A cerimónia de entrega do prémio, dotado de 22.500 euros, está marcada para as 18h30 e é presidida pelo Presidente da República, Marcelo Rebelo de Sousa, e conta com a presença do ministro da Cultura, o diplomata e também poeta Luís Castro Mendes, e do presidente da APE, José Manuel Mendes, entre outras personalidades.

Em março, quando foi conhecido o nome de Manuel Alegre, em comunicado, a APE afirmou ter sido uma escolha “unânime” da sua direção, que teve em consideração “o longo percurso literário do autor, de um tempo prévio a ‘Praça da Canção'”.

Publicados em 1965, em plena ditadura, os livros “Praça da canção” e “O canto e as armas” são definidos como “símbolo da luta pela liberdade”, pela editora do escritor, as Publicações D. Quixote.

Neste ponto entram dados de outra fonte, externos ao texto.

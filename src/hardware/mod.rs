// src/hardware/mod.rs - Hardware trait seams and errors
pub mod serial;

use thiserror::Error;

use crate::control::ActuatorState;

/// Upper bound on a probe conversion at the configured resolution. Reads
/// arriving before readiness return cached data instead of waiting.
pub const MAX_CONVERSION_MS: u64 = 1_000;

#[derive(Debug, Error)]
pub enum HardwareError {
    #[error("temperature probe not found")]
    ProbeNotFound,
    #[error("probe bus error: {0}")]
    Bus(String),
    #[error("actuator output error: {0}")]
    Output(String),
    #[error("host link error: {0}")]
    Link(String),
}

/// Two-phase, non-blocking temperature probe. A conversion is requested, then
/// polled for readiness; there is no cancellation, a request either completes
/// or is superseded by the next one.
pub trait TemperatureProbe: Send {
    fn request_conversion(&mut self) -> Result<(), HardwareError>;

    /// The completed raw reading in degrees C, or None while still converting.
    /// Raw values are unvalidated; envelope checks live in the sensor reader.
    fn try_complete(&mut self) -> Option<f64>;
}

/// Heating/cooling output pair. `apply` is idempotent and must be atomic from
/// the caller's perspective: the opposing output is cleared alongside the new
/// assertion, with no observable both-active intermediate state.
pub trait ActuatorOutputs: Send {
    fn apply(&mut self, state: ActuatorState) -> Result<(), HardwareError>;
}
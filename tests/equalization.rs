// Integration tests for equalization-time measurement through the controller.

use std::sync::Arc;

use tokio::sync::mpsc;

use fermasense_rs::clock::ManualClock;
use fermasense_rs::control::{ActuatorState, ControlParams};
use fermasense_rs::controller::Controller;
use fermasense_rs::display::CapturingDisplay;
use fermasense_rs::simulator::{
    SharedVessel, SimulatedOutputs, SimulatedProbe, VesselModel, shared_vessel,
};

type TestController = Controller<SimulatedProbe, SimulatedOutputs, CapturingDisplay>;

struct Harness {
    controller: TestController,
    lines: mpsc::UnboundedReceiver<String>,
    clock: ManualClock,
    vessel: SharedVessel,
}

async fn harness(start_temp: f64, params: ControlParams) -> Harness {
    let clock = ManualClock::new();
    let vessel = shared_vessel(VesselModel::new(start_temp, 18.0));
    let probe = SimulatedProbe::new(vessel.clone(), Arc::new(clock.clone()), 0, 0.0);
    let outputs = SimulatedOutputs::new(vessel.clone());
    let (line_tx, lines) = mpsc::unbounded_channel();

    let mut controller = Controller::new(
        params,
        probe,
        outputs,
        CapturingDisplay::new(),
        Arc::new(clock.clone()),
        line_tx,
    );
    controller.initialize().await.unwrap();

    Harness {
        controller,
        lines,
        clock,
        vessel,
    }
}

fn drain(lines: &mut mpsc::UnboundedReceiver<String>) -> Vec<String> {
    let mut out = Vec::new();
    while let Ok(line) = lines.try_recv() {
        out.push(line);
    }
    out
}

fn tick_at(h: &mut Harness, temp: f64, advance_ms: u64) {
    h.vessel.lock().unwrap().temperature_c = temp;
    h.clock.advance(advance_ms);
    h.controller.tick().unwrap();
}

#[tokio::test]
async fn equalization_measures_settle_time_exactly_once() {
    // vessel sits at 30C, in band for the boot range
    let mut h = harness(30.0, ControlParams::new(29.0, 31.0, 0.25, 5_000)).await;

    h.clock.advance(10_000);
    h.controller.handle_line("SET_TEMP_RANGE=24,26").unwrap();
    assert!(h.controller.equalization_active());
    assert_eq!(h.controller.state(), ActuatorState::Cooling);
    drain(&mut h.lines);

    // vessel cools over the next ticks; dead zone keeps the cooler running
    tick_at(&mut h, 28.0, 10_000);
    tick_at(&mut h, 26.2, 10_000);
    assert_eq!(h.controller.state(), ActuatorState::Cooling);
    assert!(h.controller.equalization_active());
    assert!(!drain(&mut h.lines).iter().any(|l| l.starts_with("EQUALIZED")));

    // back inside the band and idle: episode completes
    tick_at(&mut h, 25.8, 10_000);
    assert_eq!(h.controller.state(), ActuatorState::Idle);
    assert!(!h.controller.equalization_active());

    let lines = drain(&mut h.lines);
    let equalized: Vec<&String> = lines.iter().filter(|l| l.starts_with("EQUALIZED")).collect();
    assert_eq!(equalized.len(), 1);
    // range set at t=10s, settled at t=40s
    assert_eq!(equalized[0], "EQUALIZED,24.00,26.00,30.00");

    // no further records from later ticks
    tick_at(&mut h, 25.5, 10_000);
    assert!(!drain(&mut h.lines).iter().any(|l| l.starts_with("EQUALIZED")));
}

#[tokio::test]
async fn entering_manual_cancels_tracking_silently() {
    let mut h = harness(30.0, ControlParams::new(29.0, 31.0, 0.25, 5_000)).await;

    h.controller.handle_line("SET_TEMP_RANGE=24,26").unwrap();
    assert!(h.controller.equalization_active());

    h.controller.handle_line("MODE_MANUAL").unwrap();
    assert!(!h.controller.equalization_active());
    drain(&mut h.lines);

    // even once the vessel settles, no record is emitted for that episode
    h.controller.handle_line("MANUAL_IDLE").unwrap();
    tick_at(&mut h, 25.0, 5_000);
    tick_at(&mut h, 25.0, 5_000);
    assert!(!drain(&mut h.lines).iter().any(|l| l.starts_with("EQUALIZED")));
}

#[tokio::test]
async fn resuming_auto_out_of_band_restarts_timing() {
    let mut h = harness(25.0, ControlParams::new(24.0, 26.0, 0.25, 5_000)).await;

    h.controller.handle_line("MODE_MANUAL").unwrap();
    // operator lets the vessel drift way off target
    tick_at(&mut h, 30.0, 5_000);
    drain(&mut h.lines);

    h.clock.advance(5_000);
    h.controller.handle_line("MODE_AUTO").unwrap();
    assert!(h.controller.equalization_active());
    assert_eq!(h.controller.state(), ActuatorState::Cooling);

    tick_at(&mut h, 25.5, 20_000);
    let lines = drain(&mut h.lines);
    let equalized: Vec<&String> = lines.iter().filter(|l| l.starts_with("EQUALIZED")).collect();
    assert_eq!(equalized.len(), 1);
    assert_eq!(equalized[0], "EQUALIZED,24.00,26.00,20.00");
}

#[tokio::test]
async fn resuming_auto_in_band_does_not_track() {
    let mut h = harness(25.0, ControlParams::new(24.0, 26.0, 0.25, 5_000)).await;

    h.controller.handle_line("MODE_MANUAL").unwrap();
    h.controller.handle_line("MODE_AUTO").unwrap();
    assert!(!h.controller.equalization_active());
}

#[tokio::test]
async fn status_reports_tracking_flag_and_start_time() {
    let mut h = harness(30.0, ControlParams::new(29.0, 31.0, 0.25, 5_000)).await;

    h.clock.advance(10_000);
    h.controller.handle_line("SET_TEMP_RANGE=24,26").unwrap();
    drain(&mut h.lines);

    h.controller.handle_line("GET_STATUS").unwrap();
    let lines = drain(&mut h.lines);
    let status = lines
        .iter()
        .find(|l| l.starts_with("STATUS,"))
        .expect("no STATUS line");
    assert!(status.contains("TIMING_EQ,10.00"), "unexpected status: {status}");
}

#[tokio::test]
async fn range_change_in_manual_mode_does_not_track() {
    let mut h = harness(30.0, ControlParams::new(29.0, 31.0, 0.25, 5_000)).await;

    h.controller.handle_line("MODE_MANUAL").unwrap();
    h.controller.handle_line("SET_TEMP_RANGE=24,26").unwrap();
    assert!(!h.controller.equalization_active());
    assert_eq!(h.controller.params().target_min, 24.0);
}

Nas doze edições anteriores do Prémio Vida Literária da APE, foram distinguidos Miguel Torga, José Saramago, Sophia de Mello Breyner Andresen, Óscar Lopes, José Cardoso Pires, Eugénio de Andrade, Urbano Tavares Rodrigues, Mário Cesariny de Vasconcelos, Vítor Aguiar e Silva, Maria Helena da Rocha Pereira, João Rui de Sousa e Maria Velho da Costa.

Manuel Alegre, de 79 anos, que tem recebido prémios literários nacionais e internacionais durante todo o seu percurso, de mais de meio século de escrita, também vai ser distinguido, no próximo dia 22 de maio, com o Prémio de Consagração de Carreira da Sociedade Portuguesa de Autores.

O escritor preside ao Prémio LeYa de Literatura, desde a sua criação, em 2008, e apresentou, na Biblioteca Nacional, em Lisboa, no passado dia 07, a sua mais recente obra, “Uma outra memória”.

Na ocasião, em declarações à Lusa, o escritor Manuel Alegre, admirador de Eusébio, a quem dedicou um poema, defendeu que o ensino da disciplina de História devia ter mais relevância e afirmou: “O país não é só a seleção nacional de futebol”.

O autor lamentou que atualmente “não haja memória do país que fomos”, afirmando-se desencantado com a Europa em que “só se sofre o poder da banca e dos mercados”.

Manuel Alegre é o único autor português incluído na antologia “Cent poèmes sur l’exil”, editada pela Liga dos Direitos Humanos, em França (1993). Em abril de 2010, a Universidade de Pádua, em Itália, inaugurou a Cátedra Manuel Alegre, destinada ao estudo da Língua, Literatura e Cultura Portuguesas.

Em 1998, recebeu o Grande Prémio de Poesia da APE, pelo livro “Senhora das tempestades”, que lhe valeu também o da Crítica Literária, atribuído pela Secção Portuguesa da Associação Internacional de Críticos Literários. No mesmo ano, recebeu o Prémio de Literatura Infantil António Botto, pelo título “As naus de verde pinho”.

Pelo conjunto da sua obra, foi distinguido com o Prémio Pessoa, em 1999, ano em que também recebeu o Prémio Fernando Namora, pelo romance “A terceira rosa”.

Em 2007, a Fundação Inês de Castro de Coimbra deu ao autor de “Praça da canção”, pela totalidade da sua obra, o Tributo Consagração e, no ano seguinte, a Fundação da Casa de Mateus atribuiu-lhe o Prémio D. Dinis, pelo livro “Doze Naus”.

Manuel Alegre foi eleito, em 2005, sócio correspondente da Classe de Letras da Academia das Ciências de Lisboa.

O escritor recebeu, por parte da República Portuguesa, a Grã-Cruz da Ordem da Liberdade, em 1989, a Estrela dos Combatentes pela Liberdade, Ordem da ex-Jugoslávia (Jugoslovenske Zvesde sa Zlatnim Vencem), é comendador da Ordem de Ouissam Alaoui, de Marrocos, da Ordem de Isabel, a Católica, de Espanha, e Grande-Oficial da Ordem de Bernardo O’Higgins, do Chile.

O poeta foi igualmente distinguido com a Ordem do Mérito Nacional da Argélia, é Grande-Oficial da Ordem Stella Della Solidarietá Italiana, tem o 1.º Grau da Ordem de Amílcar Cabral, de Cabo Verde, e recebeu ainda as medalhas de Mérito do Conselho da Europa, de que é Membro Honorário, da cidade de Veneza e de Pádua, em Itália, sendo cidadão honorário da segunda, e ainda as medalhas de ouro de Águeda, onde nasceu, e de Coimbra, onde estudou.